Steven Sinofsky

"Mr. Windows" ist raus bei Microsoft

13.11.2012
Von 
Thomas Cloer war Redakteur der Computerwoche.
Windows ist das wichtigste Produkt von Microsoft und Steven Sinofsky war als Bereichs-Chef eine zentrale Figur für die Zukunft des Software-Riesen.
build 2012: Steven Sinofsky lauscht (vermutlich noch nichtsahnend) seiner Nachfolgerin Julie Larson-Green.
build 2012: Steven Sinofsky lauscht (vermutlich noch nichtsahnend) seiner Nachfolgerin Julie Larson-Green.

Überraschender Wechsel in der Microsoft-Chefetage: Nur wenige Wochen nach dem Start des neuen Betriebssystems Windows 8 verlässt der zuständige Manager Steven Sinofsky nach 23 Jahren den Software-Konzern. Nachfolgerin an der Spitze des Windows-Bereichs wird Julie Larson-Green, wie Microsoft in der Nacht zum Dienstag mitteilte. Die Software-Entwicklerin war unter anderem für das neue Design des Windows-Betriebssystems mit den großen Kacheln auf dem Startbildschirm verantwortlich.

Sinofsky galt jedoch als Chefarchitekt der neuen Version von Microsofts wichtigstem Produkt. Einem Bericht der Finanznachrichtenagentur Bloomberg zufolge gab es allerdings Probleme in seinem Verhältnis zu anderen Managern, inklusive Konzernchef Steve Ballmer. Der Microsoft-Chef wolle die nächste Version mit einem erneuerten Team angehen, hieß es. Zudem wird die Verantwortlichkeit aufgeteilt: Finanz- und Marketingchefin Tami Reller kümmert sich künftig auch um die geschäftliche Seite von Windows, während Larson-Green für Software und Hardware zuständig ist. Windows 8 soll für Microsoft zu einem großen Neuanfang werden. Die Software läuft in ähnlicher Form auf klassischen PCs, Tablets und Smartphones. Damit will Microsoft gegen die Schwäche bei mobilen Geräten ankämpfen.

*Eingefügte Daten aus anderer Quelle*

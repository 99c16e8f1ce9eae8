use std::path::PathBuf;
use std::str::FromStr;
use std::time::Duration;
use thiserror::Error;
use tracing::warn;

use crate::postgres::{DEFAULT_QUESTION_TABLE, DEFAULT_RECORD_TABLE};

pub const DEFAULT_API_URL: &str = "http://localhost:8000";
pub const DEFAULT_TIMEOUT_SECS: u64 = 30;
pub const DEFAULT_PORT: u16 = 3000;

#[derive(Debug, Error, PartialEq)]
pub enum ConfigError {
    #[error("{var} is not a valid URL ({value}): {reason}")]
    InvalidUrl {
        var: &'static str,
        value: String,
        reason: String,
    },
}

/// Runtime settings shared by the service and the CLI.
#[derive(Debug, Clone, PartialEq)]
pub struct ScreeningConfig {
    pub api_url: String,
    pub database_url: Option<String>,
    pub question_table: String,
    pub questionnaire_table: String,
    pub request_timeout: Duration,
    pub credential_path: PathBuf,
    pub port: u16,
}

impl ScreeningConfig {
    pub fn from_env() -> Result<Self, ConfigError> {
        Self::from_lookup(|name| std::env::var(name).ok())
    }

    /// Builds the config from an arbitrary variable source.
    pub fn from_lookup<F>(lookup: F) -> Result<Self, ConfigError>
    where
        F: Fn(&str) -> Option<String>,
    {
        let get = |name: &str| lookup(name).filter(|v| !v.trim().is_empty());

        let api_url = get("SCREENING_API_URL").unwrap_or_else(|| DEFAULT_API_URL.to_string());
        if let Err(e) = reqwest::Url::parse(&api_url) {
            return Err(ConfigError::InvalidUrl {
                var: "SCREENING_API_URL",
                value: api_url,
                reason: e.to_string(),
            });
        }

        let credential_path = get("CREDENTIAL_PATH")
            .map(PathBuf::from)
            .unwrap_or_else(|| default_credential_path(get("HOME")));

        Ok(Self {
            api_url,
            database_url: get("DATABASE_URL"),
            question_table: get("QUESTION_TABLE")
                .unwrap_or_else(|| DEFAULT_QUESTION_TABLE.to_string()),
            questionnaire_table: get("QUESTIONNAIRE_TABLE")
                .unwrap_or_else(|| DEFAULT_RECORD_TABLE.to_string()),
            request_timeout: Duration::from_secs(parse_or(
                "REQUEST_TIMEOUT_SECS",
                get("REQUEST_TIMEOUT_SECS"),
                DEFAULT_TIMEOUT_SECS,
            )),
            credential_path,
            port: parse_or("PORT", get("PORT"), DEFAULT_PORT),
        })
    }
}

impl Default for ScreeningConfig {
    fn default() -> Self {
        Self {
            api_url: DEFAULT_API_URL.to_string(),
            database_url: None,
            question_table: DEFAULT_QUESTION_TABLE.to_string(),
            questionnaire_table: DEFAULT_RECORD_TABLE.to_string(),
            request_timeout: Duration::from_secs(DEFAULT_TIMEOUT_SECS),
            credential_path: default_credential_path(None),
            port: DEFAULT_PORT,
        }
    }
}

fn default_credential_path(home: Option<String>) -> PathBuf {
    let base = home.map(PathBuf::from).unwrap_or_default();
    base.join(".dermascreen").join("credential.json")
}

fn parse_or<T>(name: &str, raw: Option<String>, default: T) -> T
where
    T: FromStr + Copy + PartialOrd + Default + std::fmt::Display,
{
    match raw {
        None => default,
        Some(raw) => match raw.trim().parse::<T>() {
            Ok(value) if value > T::default() => value,
            _ => {
                warn!("Ignoring invalid {}={:?}, using {}", name, raw, default);
                default
            }
        },
    }
}

#[cfg(test)]
mod tests {
    use super::*;
    use std::collections::HashMap;

    fn config(vars: &[(&str, &str)]) -> Result<ScreeningConfig, ConfigError> {
        let vars: HashMap<String, String> = vars
            .iter()
            .map(|(k, v)| (k.to_string(), v.to_string()))
            .collect();
        ScreeningConfig::from_lookup(|name| vars.get(name).cloned())
    }

    #[test]
    fn defaults_apply_when_nothing_is_set() {
        let cfg = config(&[("HOME", "/home/pat")]).unwrap();
        assert_eq!(cfg.api_url, DEFAULT_API_URL);
        assert_eq!(cfg.database_url, None);
        assert_eq!(cfg.question_table, "question_definitions");
        assert_eq!(cfg.questionnaire_table, "mole_questionnaires");
        assert_eq!(cfg.request_timeout, Duration::from_secs(30));
        assert_eq!(
            cfg.credential_path,
            PathBuf::from("/home/pat/.dermascreen/credential.json")
        );
        assert_eq!(cfg.port, 3000);
    }

    #[test]
    fn explicit_values_win() {
        let cfg = config(&[
            ("SCREENING_API_URL", "https://api.dermascreen.test"),
            ("DATABASE_URL", "postgres://db/screening"),
            ("REQUEST_TIMEOUT_SECS", "5"),
            ("CREDENTIAL_PATH", "/tmp/cred.json"),
            ("PORT", "8080"),
        ])
        .unwrap();
        assert_eq!(cfg.api_url, "https://api.dermascreen.test");
        assert_eq!(cfg.database_url.as_deref(), Some("postgres://db/screening"));
        assert_eq!(cfg.request_timeout, Duration::from_secs(5));
        assert_eq!(cfg.credential_path, PathBuf::from("/tmp/cred.json"));
        assert_eq!(cfg.port, 8080);
    }

    #[test]
    fn bad_numbers_fall_back_to_defaults() {
        let cfg = config(&[("REQUEST_TIMEOUT_SECS", "soon"), ("PORT", "0")]).unwrap();
        assert_eq!(cfg.request_timeout, Duration::from_secs(30));
        assert_eq!(cfg.port, 3000);
    }

    #[test]
    fn bad_url_is_an_error() {
        let err = config(&[("SCREENING_API_URL", "not a url")]).unwrap_err();
        assert!(matches!(
            err,
            ConfigError::InvalidUrl {
                var: "SCREENING_API_URL",
                ..
            }
        ));
    }
}
fn actions_for(state: WorkflowState) -> &'static [Action] {
    use Action::*;
    match state {
        WorkflowState::LoggedOut => &[SignIn],
        WorkflowState::QuestionnairePending => {
            &[LoadQuestionnaire, Answer, SubmitQuestionnaire, Logout]
        }
        WorkflowState::ImageCapture => &[Analyze, Logout],
        WorkflowState::Analyzing => &[Logout],
        WorkflowState::AwaitingSelection => &[ToggleCase, SubmitSelection, Analyze, Logout],
        WorkflowState::Submitting => &[Logout],
        WorkflowState::RecommendationShown => &[DismissRecommendation, Logout],
        WorkflowState::Done => &[Restart, Logout],
    }
}

/// External services a controller talks to.
#[derive(Clone)]
pub struct Collaborators {
    pub auth: Arc<dyn AuthApi>,
    pub questionnaire: Arc<dyn QuestionnaireStore>,
    pub scoring: Arc<dyn ScoringService>,
    pub recommendations: Arc<dyn RecommendationService>,
}

impl Collaborators {
    /// Uses one backend for auth, scoring and recommendations.
    pub fn with_backend<B>(backend: Arc<B>, questionnaire: Arc<dyn QuestionnaireStore>) -> Self
    where
        B: AuthApi + ScoringService + RecommendationService + 'static,
    {
        Self {
            auth: backend.clone(),
            questionnaire,
            scoring: backend.clone(),
            recommendations: backend,
        }
    }
}

/// Serializable view of a session for rendering.
#[derive(Debug, Clone, Serialize)]
pub struct SessionSnapshot {
    pub state: WorkflowState,
    pub subject_id: Option<String>,
    pub questionnaire_status: QuestionnaireStatus,
    pub questions: Vec<QuestionDefinition>,
    pub answers: AnswerSet,
    pub unanswered: Vec<String>,
    pub last_record_id: Option<Uuid>,
    pub analysis: Option<AnalysisResult>,
    pub selection: Vec<String>,
    pub max_selection: usize,
    pub recommendation: Option<Recommendation>,
    pub in_flight: Vec<Step>,
    pub available_actions: Vec<Action>,
}

struct SessionData {
    state: WorkflowState,
    questionnaire: QuestionnaireEngine,
    last_record: Option<QuestionnaireRecord>,
    analysis: Option<AnalysisResult>,
    selector: SimilaritySelector,
    recommendation: Option<Recommendation>,
}

impl SessionData {
    fn fresh(state: WorkflowState) -> Self {
        Self {
            state,
            questionnaire: QuestionnaireEngine::new(),
            last_record: None,
            analysis: None,
            selector: SimilaritySelector::new(),
            recommendation: None,
        }
    }

    fn transition(&mut self, to: WorkflowState) {
        if self.state != to {
            info!(from = ?self.state, to = ?to, "Workflow transition");
            self.state = to;
        }
    }

    fn require(&self, allowed: &[WorkflowState], action: &'static str) -> Result<()> {
        if allowed.contains(&self.state) {
            Ok(())
        } else {
            Err(ScreeningError::InvalidTransition {
                state: self.state,
                action,
            })
        }
    }
}

/// Drives one screening session end to end.
pub struct WorkflowController {
    context: Context,
    auth: Arc<dyn AuthApi>,
    store: Arc<dyn QuestionnaireStore>,
    analysis_client: AnalysisClient,
    submitter: RecommendationSubmitter,
    data: Mutex<SessionData>,
}
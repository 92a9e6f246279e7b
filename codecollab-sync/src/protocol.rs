//! Binary protocol for room membership and document sync.
//!
//! Every frame on the channel is one bincode-encoded [`RoomMessage`]:
//! ```text
//! ┌──────────────┬──────────────────────────────────────────┐
//! │ variant tag  │ fields (length-prefixed strings / lists) │
//! │ varint       │ variable                                 │
//! └──────────────┴──────────────────────────────────────────┘
//! ```
//!
//! | Event        | Direction                         |
//! |--------------|-----------------------------------|
//! | JOIN         | session → coordinator             |
//! | JOINED       | coordinator → every room member   |
//! | DISCONNECTED | coordinator → remaining members   |
//! | SYNC_CODE    | session → coordinator → one target|
//! | CODE_CHANGE  | session → coordinator → others    |

use serde::{Deserialize, Serialize};
use thiserror::Error;

use crate::room::{ConnectionId, Participant, RoomToken};

/// Event kinds carried on the channel.
///
/// Used as handler-registry keys; the discriminants are stable.
#[derive(Debug, Clone, Copy, PartialEq, Eq, Hash, Serialize, Deserialize)]
#[repr(u8)]
pub enum EventKind {
    /// Request admission to a room
    Join = 1,
    /// Full membership snapshot plus who just joined
    Joined = 2,
    /// A member's channel closed
    Disconnected = 3,
    /// Current document text for one newly joined member
    SyncCode = 4,
    /// Live edit relayed to the rest of the room
    CodeChange = 5,
}

impl EventKind {
    /// Kinds a session dispatches once its channel is up.
    pub const SESSION_INBOUND: [EventKind; 4] = [
        EventKind::Joined,
        EventKind::Disconnected,
        EventKind::SyncCode,
        EventKind::CodeChange,
    ];

    /// Wire-style event name, as used in logs.
    pub fn name(self) -> &'static str {
        match self {
            EventKind::Join => "join",
            EventKind::Joined => "joined",
            EventKind::Disconnected => "disconnected",
            EventKind::SyncCode => "sync-code",
            EventKind::CodeChange => "code-change",
        }
    }
}

/// Top-level protocol message.
#[derive(Debug, Clone, PartialEq, Eq, Serialize, Deserialize)]
pub enum RoomMessage {
    Join {
        room_token: RoomToken,
        display_name: String,
    },
    Joined {
        members: Vec<Participant>,
        joined_name: String,
        joined_id: ConnectionId,
    },
    Disconnected {
        connection_id: ConnectionId,
        name: String,
    },
    SyncCode {
        code: String,
        target_id: ConnectionId,
    },
    CodeChange {
        code: String,
    },
}

impl RoomMessage {
    pub fn join(room_token: RoomToken, display_name: impl Into<String>) -> Self {
        Self::Join {
            room_token,
            display_name: display_name.into(),
        }
    }

    pub fn joined(members: Vec<Participant>, newcomer: &Participant) -> Self {
        Self::Joined {
            members,
            joined_name: newcomer.display_name.clone(),
            joined_id: newcomer.connection_id.clone(),
        }
    }

    pub fn disconnected(participant: &Participant) -> Self {
        Self::Disconnected {
            connection_id: participant.connection_id.clone(),
            name: participant.display_name.clone(),
        }
    }

    pub fn sync_code(code: impl Into<String>, target_id: ConnectionId) -> Self {
        Self::SyncCode {
            code: code.into(),
            target_id,
        }
    }

    pub fn code_change(code: impl Into<String>) -> Self {
        Self::CodeChange { code: code.into() }
    }

    pub fn kind(&self) -> EventKind {
        match self {
            RoomMessage::Join { .. } => EventKind::Join,
            RoomMessage::Joined { .. } => EventKind::Joined,
            RoomMessage::Disconnected { .. } => EventKind::Disconnected,
            RoomMessage::SyncCode { .. } => EventKind::SyncCode,
            RoomMessage::CodeChange { .. } => EventKind::CodeChange,
        }
    }

    /// Serialize to binary wire format.
    pub fn encode(&self) -> Result<Vec<u8>, ProtocolError> {
        bincode::serde::encode_to_vec(self, bincode::config::standard())
            .map_err(|e| ProtocolError::Serialization(e.to_string()))
    }

    /// Deserialize from binary wire format.
    pub fn decode(bytes: &[u8]) -> Result<Self, ProtocolError> {
        let (msg, _) = bincode::serde::decode_from_slice(bytes, bincode::config::standard())
            .map_err(|e| ProtocolError::Deserialization(e.to_string()))?;
        Ok(msg)
    }
}

/// Protocol errors.
#[derive(Debug, Clone, PartialEq, Eq, Error)]
pub enum ProtocolError {
    #[error("serialization error: {0}")]
    Serialization(String),
    #[error("deserialization error: {0}")]
    Deserialization(String),
}
//! Room membership as seen from one session.
//!
//! The coordinator holds the authoritative member list. Every session keeps
//! a [`RoomProjection`]: a local copy that is replaced wholesale by each
//! JOINED snapshot and trimmed by identifier on DISCONNECTED. A dropped or
//! reordered notification leaves the projection stale until the next
//! snapshot arrives.

use serde::{Deserialize, Serialize};
use std::fmt;
use uuid::Uuid;

/// Identifier of one live channel, assigned by the coordinator.
///
/// Unique while the channel is open, not stable across reconnects.
#[derive(Debug, Clone, PartialEq, Eq, Hash, Serialize, Deserialize)]
#[serde(transparent)]
pub struct ConnectionId(String);

impl ConnectionId {
    pub fn new(id: impl Into<String>) -> Self {
        Self(id.into())
    }

    /// Fresh random identifier (UUID v4 text).
    pub fn generate() -> Self {
        Self(Uuid::new_v4().to_string())
    }

    pub fn as_str(&self) -> &str {
        &self.0
    }
}

impl fmt::Display for ConnectionId {
    fn fmt(&self, f: &mut fmt::Formatter<'_>) -> fmt::Result {
        f.write_str(&self.0)
    }
}

impl From<&str> for ConnectionId {
    fn from(id: &str) -> Self {
        Self(id.to_owned())
    }
}

impl From<String> for ConnectionId {
    fn from(id: String) -> Self {
        Self(id)
    }
}

/// Opaque room identifier shared out-of-band between participants.
#[derive(Debug, Clone, PartialEq, Eq, Hash, Serialize, Deserialize)]
#[serde(transparent)]
pub struct RoomToken(String);

impl RoomToken {
    pub fn new(token: impl Into<String>) -> Self {
        Self(token.into())
    }

    pub fn as_str(&self) -> &str {
        &self.0
    }
}

impl fmt::Display for RoomToken {
    fn fmt(&self, f: &mut fmt::Formatter<'_>) -> fmt::Result {
        f.write_str(&self.0)
    }
}

impl From<&str> for RoomToken {
    fn from(token: &str) -> Self {
        Self(token.to_owned())
    }
}

impl From<String> for RoomToken {
    fn from(token: String) -> Self {
        Self(token)
    }
}

/// One room member: connection identity plus the name chosen at entry.
///
/// Display names are neither unique nor validated.
#[derive(Debug, Clone, PartialEq, Eq, Serialize, Deserialize)]
pub struct Participant {
    pub connection_id: ConnectionId,
    pub display_name: String,
}

impl Participant {
    pub fn new(connection_id: impl Into<ConnectionId>, display_name: impl Into<String>) -> Self {
        Self {
            connection_id: connection_id.into(),
            display_name: display_name.into(),
        }
    }
}

/// A session's local, possibly stale, copy of a room's member list.
///
/// Order is the coordinator's order (join order), which the rendering
/// layer shows as-is.
#[derive(Debug, Clone, Default, PartialEq, Eq)]
pub struct RoomProjection {
    members: Vec<Participant>,
}

impl RoomProjection {
    pub fn new() -> Self {
        Self::default()
    }

    /// Replace the whole member list with a coordinator snapshot.
    pub fn replace(&mut self, members: Vec<Participant>) {
        self.members = members;
    }

    /// Remove the member holding `connection_id`.
    ///
    /// Matching is by identifier only; two members sharing a display name
    /// are distinct entries.
    pub fn remove(&mut self, connection_id: &ConnectionId) -> Option<Participant> {
        let idx = self
            .members
            .iter()
            .position(|p| &p.connection_id == connection_id)?;
        Some(self.members.remove(idx))
    }

    pub fn members(&self) -> &[Participant] {
        &self.members
    }

    pub fn contains(&self, connection_id: &ConnectionId) -> bool {
        self.members.iter().any(|p| &p.connection_id == connection_id)
    }

    pub fn len(&self) -> usize {
        self.members.len()
    }

    pub fn is_empty(&self) -> bool {
        self.members.is_empty()
    }

    /// Longest-standing member other than `excluding`.
    ///
    /// Members are in join order, so this is the first entry that is not
    /// `excluding`. It joined before everyone else still present, so any
    /// sync meant for it was already delivered.
    pub fn earliest_member(&self, excluding: &ConnectionId) -> Option<&ConnectionId> {
        self.members
            .iter()
            .map(|p| &p.connection_id)
            .find(|id| *id != excluding)
    }
}
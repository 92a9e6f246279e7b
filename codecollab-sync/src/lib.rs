//! # codecollab-sync — Room membership and code sync for collaborative editing
//!
//! Each participant runs a [`Session`] that joins a room through a central
//! coordinator, keeps a projection of who is present, and hands its current
//! document to members who join after it.
//!
//! ## Architecture
//!
//! ```text
//! ┌─────────────┐     WebSocket      ┌──────────────────┐
//! │ Session     │ ◄─────────────────► │ CoordinatorServer│
//! │ (per user)  │     Binary Proto    │ (central)        │
//! └──────┬──────┘                     └────────┬─────────┘
//!        │                                     │
//!        ▼                                     ▼
//! ┌─────────────┐                     ┌──────────────────┐
//! │ Projection  │                     │ Coordinator      │
//! │ + Document  │                     │ (authority)      │
//! └──────┬──────┘                     └──────────────────┘
//!        │ SessionEvent
//!        ▼
//!  rendering layer
//! ```
//!
//! ## Modules
//!
//! - [`protocol`] — Binary wire protocol (bincode-encoded RoomMessage)
//! - [`room`] — Participants and the local membership projection
//! - [`document`] — Local document mirror
//! - [`transport`] — Transport/Connector seams, WebSocket and in-memory
//! - [`channel`] — Handler registry, emit, one-shot disconnect
//! - [`retry`] — Reconnect policy for channel establishment
//! - [`notice`] — Events and toasts for the rendering layer
//! - [`session`] — Participant session state machine
//! - [`coordinator`] — Authoritative membership and routing
//! - [`server`] — WebSocket coordinator server

pub mod channel;
pub mod coordinator;
pub mod document;
pub mod notice;
pub mod protocol;
pub mod retry;
pub mod room;
pub mod server;
pub mod session;
pub mod transport;

// Re-exports for convenience
pub use channel::{Channel, ChannelError};
pub use coordinator::{
    serve_connection, Coordinator, CoordinatorStats, LocalConnector, DEFAULT_OUTBOX_CAPACITY,
};
pub use document::DocumentMirror;
pub use notice::{Notice, NoticeLevel, SessionEvent};
pub use protocol::{EventKind, ProtocolError, RoomMessage};
pub use retry::ReconnectPolicy;
pub use room::{ConnectionId, Participant, RoomProjection, RoomToken};
pub use server::{CoordinatorServer, ServerConfig};
pub use session::{
    Session, SessionConfig, SessionError, SessionHandle, SessionState, SyncPolicy,
    DEFAULT_EVENT_CAPACITY,
};
pub use transport::{
    Connector, MemoryTransport, Transport, WebSocketConnector, WebSocketTransport,
    DEFAULT_WRITE_QUEUE_CAPACITY,
};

Steven Sinofsky war 1989 als Software-Entwickler zu Microsoft gekommen, nachdem er zuvor seinen Informatik-Master an der University of Massachusetts at Amherst gemacht hatte. Er zog dann die Aufmersamkeit von Microsoft-Mitgründer Bill Gates auf sich, der ihn als "technischen Assistenten" mit der Erforschung vielversprechender neuer Techniken betraute. Sinofsky war dann unter anderem daran beteiligt, dass Gates Microsoft in Richtung Internet pushte. Später nach seinem Aufstieg in die Produktentwicklung war Steven Sinofsky an der Markteinführung von vier Office-Generationen beteiligt, bevor er 2006 das Windows-Engineering übernahm und in der neuen Funktion dafür sorgte, dass die Microsoft-Kundschaft das Debakel mit "Windows Vista" so schnell wie möglich wieder vergaß.

Nachdem Sinofsky nach Windows 7 jetzt bereits das zweite Major Release des Microsoft-Betriebssystems verantwortet hatte, wurde der 47-jährige Manager in Medien zuletzt immer wieder als "Kronprinz" für die Nachfolge von Konzernchef Steve Ballmer gehandelt (beiden Managern kürzte der Microsoft-Verwaltungsrat übrigens aufgrund des unerwartet schlechten Windows-Geschäfts, des Ärgers mit der EU-Kommission wegen der "vergessenen" Browser-Auswahl und dem bislang bescheidenen Erfolg im Smartphone-Business unlängst die Boni).

Intern lagen Sinofsky und Ballmer dem Vernehmen nach aber eher im Clinch. Der Hauptgrund war offenbar Sinofskys mangelnde Fähigkeit (oder mangelnder Wille), innerhalb des Konzerns mit anderen Bereichen zusammenzuarbeiten, wie Jay Greene für den Branchendienst "Cnet" berichtet. Der Windows-Chef hatte demnach über die Jahre eine regelrecht "giftige Umgebung" aufgebaut, die beispielsweise eine engere Zusammenarbeit der Windows-Sparte mit den Kollegen aus dem Bereich Windows Phone verhinderte. "Das war eine Silo-Perspektive", wird der seit 21 Jahren für Microsoft tätige Entwickler Charlie Kindel zitiert. "Eine Wir-gegen-die-Sicht."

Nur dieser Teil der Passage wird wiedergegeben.